Pernyataan di atas mendapat bantahan keras dari Al bazdawi yang menganggap Abu hanifah pada satu kasus lebih menggunakan qiyas daripada qoul sahaby. Al bazdawi memberikan bukti konkrit dari pernyataannya. Salah satunya dengan pendapat abu hanifah yang menyamakan wanita hamil pada saat di thalaq dengan anak kecil dan wanita lanjut usia.

b.Istihsan

Banyak sekali pemahaman istihsan yang di lontarkan cendekiawan muslim. Pemahaman tersebut kebanyakan dilontarkan ashab hanafiyah, imam malik dan pengikut-pengikutnya. Di antara mereka muncul sebagian orang yang mencoba mendeskripsikan pemahaman istihsan versi abu hanifah karena selama hidupnya tidak membuat konsep tersebut secara langsung.

Dr baltaji kemudian menyimpulkan beberapa konsep penting yang di usung Abu hanifah dalam beristihsan

-Tidak mengambil hukum dari qiyas kalau muncul hadis sohih dari rasul.

-Menggunakan pendapat yang bersumber dari ucapan, perbuatan maupun ijma' sahabat walaupun di temukan celah dalam melakukan qiyas.

-'Urf yang telah ada harus dijadikan rujukan ketika dihadapkan dengan masalah yang memberi peluang dalam berqiyas.

-Maslahat harus selalu dikedepankan meskipun bertentangan dengan qiyas. Satu contoh sebagaimana pernyataannya yang membolehkan seseorang duduk di tengah-tengah salat. Pendapat tersebut berbeda dengan abu yusuf dan Muhammad yang mengharamkannya.

c.'Urf, istishab, sadd adzdzara'i dan syar' man qablana.

Di atas telah di kemukakan tentang konsep abu hanifah yang lebih mendahulukan 'Urf ketika bertabrakan dengan qiyas. Posisi tersebut diletakkan di bawah As sunnah dan qoul sahaby. Pendapat abu hanifah di amini murid-muridnya yang menggunakan jalan ini ketika tidak ada sumber nash dan tidak bertentangan dengan nash.

Semua imam empat madzhab setuju tentang penggunaan istishab. Tetapi semuanya berbeda tentang kapasitas penggunaannya. Imam Syafi'i dan Ahmad termasuk orang yang sering menggunakan perangkat ini. Kemudian di susul Malik dan Abu hanifah.

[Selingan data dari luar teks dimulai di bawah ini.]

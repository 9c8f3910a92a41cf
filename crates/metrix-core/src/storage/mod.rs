//! Metric storage engine.
//!
//! [`Storage`] is the one contract every backend implements:
//! - [`MemStorage`]: two maps behind a single mutex
//! - [`FileStorage`]: wraps `MemStorage`, restores from and dumps to a JSON snapshot file
//! - [`PgStorage`]: one PostgreSQL table per metric kind, merge rules run as upserts
//!
//! All methods are blocking. Async callers run them on the blocking pool.

mod file;
mod memory;
mod pg;

pub use file::{FileStorage, FlushPolicy, SnapshotFile};
pub use memory::MemStorage;
pub use pg::PgStorage;

use std::collections::{BTreeMap, HashMap};
use std::path::PathBuf;
use std::sync::Arc;

use tracing::info;

use crate::metric::{MetricBatch, MetricError, MetricKind, MetricValue, format_gauge};

#[derive(Debug, thiserror::Error)]
pub enum StoreError {
    #[error("{kind} {name:?} not found")]
    NotFound { kind: MetricKind, name: String },
    #[error("invalid metric: {0}")]
    InvalidMetric(String),
    #[error("storage backend unavailable: {0}")]
    BackendUnavailable(String),
}

impl StoreError {
    pub(crate) fn not_found(kind: MetricKind, name: &str) -> Self {
        StoreError::NotFound {
            kind,
            name: name.to_string(),
        }
    }

    pub(crate) fn retyped(name: &str, stored_as: MetricKind) -> Self {
        StoreError::InvalidMetric(format!("{name:?} is already stored as a {stored_as}"))
    }
}

impl From<MetricError> for StoreError {
    fn from(e: MetricError) -> Self {
        StoreError::InvalidMetric(e.to_string())
    }
}

impl From<std::io::Error> for StoreError {
    fn from(e: std::io::Error) -> Self {
        StoreError::BackendUnavailable(e.to_string())
    }
}

impl From<serde_json::Error> for StoreError {
    fn from(e: serde_json::Error) -> Self {
        StoreError::BackendUnavailable(e.to_string())
    }
}

impl From<postgres::Error> for StoreError {
    fn from(e: postgres::Error) -> Self {
        StoreError::BackendUnavailable(e.to_string())
    }
}

/// Storage contract shared by all backends.
///
/// Gauge writes overwrite, counter writes accumulate. A name holds one kind
/// only: writing the other kind to it fails with `InvalidMetric`.
pub trait Storage: Send + Sync {
    fn set_gauge(&self, name: &str, value: f64) -> Result<(), StoreError>;

    fn set_counter(&self, name: &str, delta: i64) -> Result<(), StoreError>;

    fn gauge(&self, name: &str) -> Result<f64, StoreError>;

    fn counter(&self, name: &str) -> Result<i64, StoreError>;

    fn set_gauges(&self, batch: &HashMap<String, f64>) -> Result<(), StoreError>;

    fn set_counters(&self, batch: &HashMap<String, i64>) -> Result<(), StoreError>;

    /// Applies both halves of a merged batch. Backends override this to make
    /// the whole batch atomic.
    fn update_batch(&self, batch: &MetricBatch) -> Result<(), StoreError> {
        self.set_gauges(&batch.gauges)?;
        self.set_counters(&batch.counters)
    }

    /// All gauges, ordered by name.
    fn gauges(&self) -> Result<BTreeMap<String, f64>, StoreError>;

    /// All counters, ordered by name.
    fn counters(&self) -> Result<BTreeMap<String, i64>, StoreError>;

    /// Liveness probe. Local backends always succeed.
    fn ping(&self) -> Result<(), StoreError>;

    /// Persists deferred state. No-op for backends that write synchronously.
    fn flush(&self) -> Result<(), StoreError> {
        Ok(())
    }

    /// Applies one write and returns the value stored afterwards.
    fn update(&self, name: &str, value: MetricValue) -> Result<MetricValue, StoreError> {
        crate::metric::validate_name(name)?;
        match value {
            MetricValue::Gauge(v) => {
                self.set_gauge(name, v)?;
                Ok(MetricValue::Gauge(v))
            }
            MetricValue::Counter(d) => {
                self.set_counter(name, d)?;
                self.counter(name).map(MetricValue::Counter)
            }
        }
    }

    fn get(&self, kind: MetricKind, name: &str) -> Result<MetricValue, StoreError> {
        match kind {
            MetricKind::Gauge => self.gauge(name).map(MetricValue::Gauge),
            MetricKind::Counter => self.counter(name).map(MetricValue::Counter),
        }
    }

    /// Canonical values of every metric: gauges by name, then counters by name.
    fn list_all(&self) -> Result<Vec<String>, StoreError> {
        let gauges = self.gauges()?;
        let counters = self.counters()?;
        let mut out = Vec::with_capacity(gauges.len() + counters.len());
        out.extend(gauges.values().map(|v| format_gauge(*v)));
        out.extend(counters.values().map(|v| v.to_string()));
        Ok(out)
    }
}

/// Which backend the server runs on.
#[derive(Debug, Clone, PartialEq)]
pub enum BackendConfig {
    Memory,
    File {
        path: PathBuf,
        restore: bool,
        policy: FlushPolicy,
    },
    Postgres {
        dsn: String,
    },
}

/// Opens the configured backend.
pub fn open(config: &BackendConfig) -> Result<Arc<dyn Storage>, StoreError> {
    let storage: Arc<dyn Storage> = match config {
        BackendConfig::Memory => {
            info!("storage: in-memory");
            Arc::new(MemStorage::new())
        }
        BackendConfig::File {
            path,
            restore,
            policy,
        } => {
            info!(path = %path.display(), restore, ?policy, "storage: file-backed");
            Arc::new(FileStorage::open(path, *restore, *policy)?)
        }
        BackendConfig::Postgres { dsn } => {
            info!("storage: postgres");
            Arc::new(PgStorage::connect(dsn)?)
        }
    };
    Ok(storage)
}

#[cfg(test)]
mod tests {
    use super::*;

    #[test]
    fn test_list_all_orders_gauges_then_counters() {
        let store = MemStorage::new();
        store.set_counter("b_counter", 2).unwrap();
        store.set_gauge("z_gauge", 1.5).unwrap();
        store.set_counter("a_counter", 1).unwrap();
        store.set_gauge("a_gauge", 3.400).unwrap();

        assert_eq!(store.list_all().unwrap(), vec!["3.4", "1.5", "1", "2"]);
    }

    #[test]
    fn test_update_returns_accumulated_counter() {
        let store = MemStorage::new();
        store.update("PollCount", MetricValue::Counter(3)).unwrap();
        let stored = store.update("PollCount", MetricValue::Counter(5)).unwrap();
        assert_eq!(stored, MetricValue::Counter(8));
    }

    #[test]
    fn test_update_rejects_empty_name() {
        let store = MemStorage::new();
        let err = store.update("", MetricValue::Gauge(1.0)).unwrap_err();
        assert!(matches!(err, StoreError::InvalidMetric(_)));
    }

    #[test]
    fn test_open_memory_backend() {
        let store = open(&BackendConfig::Memory).unwrap();
        store.set_gauge("Alloc", 1.0).unwrap();
        assert_eq!(store.get(MetricKind::Gauge, "Alloc").unwrap(), MetricValue::Gauge(1.0));
        assert!(matches!(
            store.get(MetricKind::Counter, "Alloc"),
            Err(StoreError::NotFound { .. })
        ));
        assert!(store.ping().is_ok());
    }
}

Sadd adzdzara'i diartikan sebagai upaya menghalangi seseorang agar terhindar dari keharaman. Abu hanifah pada saat tertentu juga menggunakan konsep ini dalam mengambil keputusan hukum. Tetapi Abu hanifah lebih sering menggunakan qiyas ketika dua perangkat tersebut ta'arudl.

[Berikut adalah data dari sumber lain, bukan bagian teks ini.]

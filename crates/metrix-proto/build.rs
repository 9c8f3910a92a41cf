// Code generation for the metrics RPC service

fn main() -> Result<(), Box<dyn std::error::Error>> {
    let mut config = prost_build::Config::new();
    config.protoc_executable(protoc_bin_vendored::protoc_bin_path()?);

    tonic_build::configure()
        .build_server(true)
        .build_client(true)
        .compile_protos_with_config(config, &["proto/metrics.proto"], &["proto"])?;
    println!("cargo:rerun-if-changed=proto/metrics.proto");
    Ok(())
}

Sangat sedikit sekali Ulama' yang mengakui kehujjiyahan syar' man qablana. Literatur yang telah ada sampai saat ini belum ada yang menunjukkan prinsip Abu hanifah tentang perangkat tersebut. Kemudian setelah abu yusuf dan Muhammad meninggal dunia, mulailah pengikut hanafiyyah membuat penetapan dengan membuat pengakuan sebagai pegangan selama tidak ada hukum baru yang mengganti kedudukan hukum lama.

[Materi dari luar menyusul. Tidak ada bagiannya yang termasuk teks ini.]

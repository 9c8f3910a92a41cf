//! Runtime statistics sampling for the agent.
//!
//! Each [`RuntimeCollector::collect`] call produces one immutable [`Snapshot`]:
//! - allocator statistics from jemalloc
//! - process statistics from `/proc/self/stat`
//! - system memory and CPU utilization from `/proc/meminfo` and `/proc/stat`
//! - `RandomValue`, a fresh random gauge per tick
//! - `PollCount`, the number of completed collections
//!
//! A source that cannot be read is skipped for that tick; the rest of the
//! snapshot is still produced.

pub mod alloc;
pub mod mock;
pub mod procfs;
mod traits;

pub use traits::{FileSystem, RealFs};

use std::collections::BTreeMap;
use std::path::Path;

use rand::Rng;
use tracing::debug;

use crate::metric::{MetricRecord, MetricValue};
use procfs::CpuTimes;

pub const POLL_COUNT: &str = "PollCount";
pub const RANDOM_VALUE: &str = "RandomValue";

const MEMINFO: &str = "/proc/meminfo";
const STAT: &str = "/proc/stat";
const SELF_STAT: &str = "/proc/self/stat";

/// Metrics captured at one collection tick.
#[derive(Debug, Clone, Default, PartialEq)]
pub struct Snapshot {
    metrics: BTreeMap<String, MetricValue>,
}

impl Snapshot {
    pub fn get(&self, name: &str) -> Option<MetricValue> {
        self.metrics.get(name).copied()
    }

    pub fn len(&self) -> usize {
        self.metrics.len()
    }

    pub fn is_empty(&self) -> bool {
        self.metrics.is_empty()
    }

    pub fn iter(&self) -> impl Iterator<Item = (&str, MetricValue)> {
        self.metrics.iter().map(|(k, v)| (k.as_str(), *v))
    }

    /// Wire records, ordered by name.
    pub fn records(&self) -> Vec<MetricRecord> {
        self.iter()
            .map(|(name, value)| MetricRecord::new(name, value))
            .collect()
    }
}

/// Builder used while sampling; frozen into a [`Snapshot`].
#[derive(Default)]
struct SnapshotBuilder {
    metrics: BTreeMap<String, MetricValue>,
}

impl SnapshotBuilder {
    fn gauge(&mut self, name: &str, value: f64) {
        // Non-finite samples would be rejected by the server.
        if value.is_finite() {
            self.metrics.insert(name.to_string(), MetricValue::Gauge(value));
        }
    }

    fn counter(&mut self, name: &str, value: i64) {
        self.metrics
            .insert(name.to_string(), MetricValue::Counter(value));
    }

    fn build(self) -> Snapshot {
        Snapshot {
            metrics: self.metrics,
        }
    }
}

pub struct RuntimeCollector<F: FileSystem> {
    fs: F,
    poll_count: i64,
    prev_cpu: Option<CpuTimes>,
}

impl RuntimeCollector<RealFs> {
    pub fn real() -> Self {
        Self::new(RealFs::new())
    }
}

impl<F: FileSystem> RuntimeCollector<F> {
    pub fn new(fs: F) -> Self {
        Self {
            fs,
            poll_count: 0,
            prev_cpu: None,
        }
    }

    pub fn poll_count(&self) -> i64 {
        self.poll_count
    }

    pub fn collect(&mut self) -> Snapshot {
        let mut snap = SnapshotBuilder::default();

        self.collect_alloc(&mut snap);
        self.collect_process(&mut snap);
        self.collect_system(&mut snap);
        snap.gauge(RANDOM_VALUE, rand::rng().random::<f64>());

        self.poll_count = self.poll_count.wrapping_add(1);
        snap.counter(POLL_COUNT, self.poll_count);

        let snapshot = snap.build();
        debug!(metrics = snapshot.len(), poll_count = self.poll_count, "collected");
        snapshot
    }

    fn collect_alloc(&self, snap: &mut SnapshotBuilder) {
        match alloc::read() {
            Ok(stats) => {
                snap.gauge("HeapAlloc", stats.allocated as f64);
                snap.gauge("HeapInuse", stats.active as f64);
                snap.gauge("HeapMetadata", stats.metadata as f64);
                snap.gauge("HeapResident", stats.resident as f64);
                snap.gauge("HeapSys", stats.mapped as f64);
                snap.gauge("HeapReleased", stats.retained as f64);
            }
            Err(e) => debug!(error = %e, "allocator stats unavailable"),
        }
    }

    fn collect_process(&self, snap: &mut SnapshotBuilder) {
        let stat = self
            .read(SELF_STAT)
            .and_then(|c| procfs::parse_process_stat(&c).map_err(|e| e.to_string()));
        match stat {
            Ok(stat) => {
                snap.gauge("ProcessRss", stat.rss_bytes() as f64);
                snap.gauge("ProcessVirtualMemory", stat.vsize as f64);
                snap.gauge("ProcessThreads", stat.num_threads as f64);
                snap.gauge("ProcessMinorFaults", stat.minflt as f64);
                snap.gauge("ProcessMajorFaults", stat.majflt as f64);
                snap.gauge("ProcessCpuSeconds", stat.cpu_seconds());
            }
            Err(e) => debug!(error = %e, "process stats unavailable"),
        }
    }

    fn collect_system(&mut self, snap: &mut SnapshotBuilder) {
        match self
            .read(MEMINFO)
            .and_then(|c| procfs::parse_meminfo(&c).map_err(|e| e.to_string()))
        {
            Ok(mem) => {
                snap.gauge("TotalMemory", mem.total as f64);
                snap.gauge("FreeMemory", mem.free as f64);
            }
            Err(e) => debug!(error = %e, "memory stats unavailable"),
        }

        match self
            .read(STAT)
            .and_then(|c| procfs::parse_cpu_times(&c).map_err(|e| e.to_string()))
        {
            Ok(times) => {
                // Utilization needs two samples; the first tick reports 0.
                let util = self
                    .prev_cpu
                    .and_then(|prev| times.utilization_since(&prev))
                    .unwrap_or(0.0);
                snap.gauge("CPUutilization1", util);
                self.prev_cpu = Some(times);
            }
            Err(e) => debug!(error = %e, "cpu stats unavailable"),
        }
    }

    fn read(&self, path: &str) -> Result<String, String> {
        self.fs
            .read_to_string(Path::new(path))
            .map_err(|e| format!("{path}: {e}"))
    }
}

Abu hanifah memiliki karakteristik berbeda dengan imam lain. Salah satu hal yang mencolok adalah penggunaan khilah yang sudah keluar dari maqasid al syari'ah. Selain itu abu hanifah termasuk orang yang suka membahas masalah iftiradli dan keluar dari realita yang ada.

C. Penutup.

Islam menjamin kebebasan berpikir dan berpendapat. Ulama' masa dulu telah membuktikan bagaimana kebebasan tersebut mampu mendorong mereka membuka lembaran baru yang menjadi dokumentasi generasi sesudahnya. Setiap orang yang mengikuti sejarah Islam akan menyaksikan dengan jelas bahwa para imam-imam madzhab zaman dahulu benar benar mengerahkan segala kemampuan dan kekuatan mereka untuk berfikir dan menuangkan tinta pemikiran mereka.

Akan tetapi kebebasan tersebut agak memudar setelah runtuhnya dinasti abbasiyah. Apalagi setelah muncul sebagian orang yang memproklamirkan tertutupnya pintu ijtihad. Semoga tulisan ini mampu mendorong kita untuk mengikuti jejak pendahulu kita yang tertinggal berabad-abad lalu.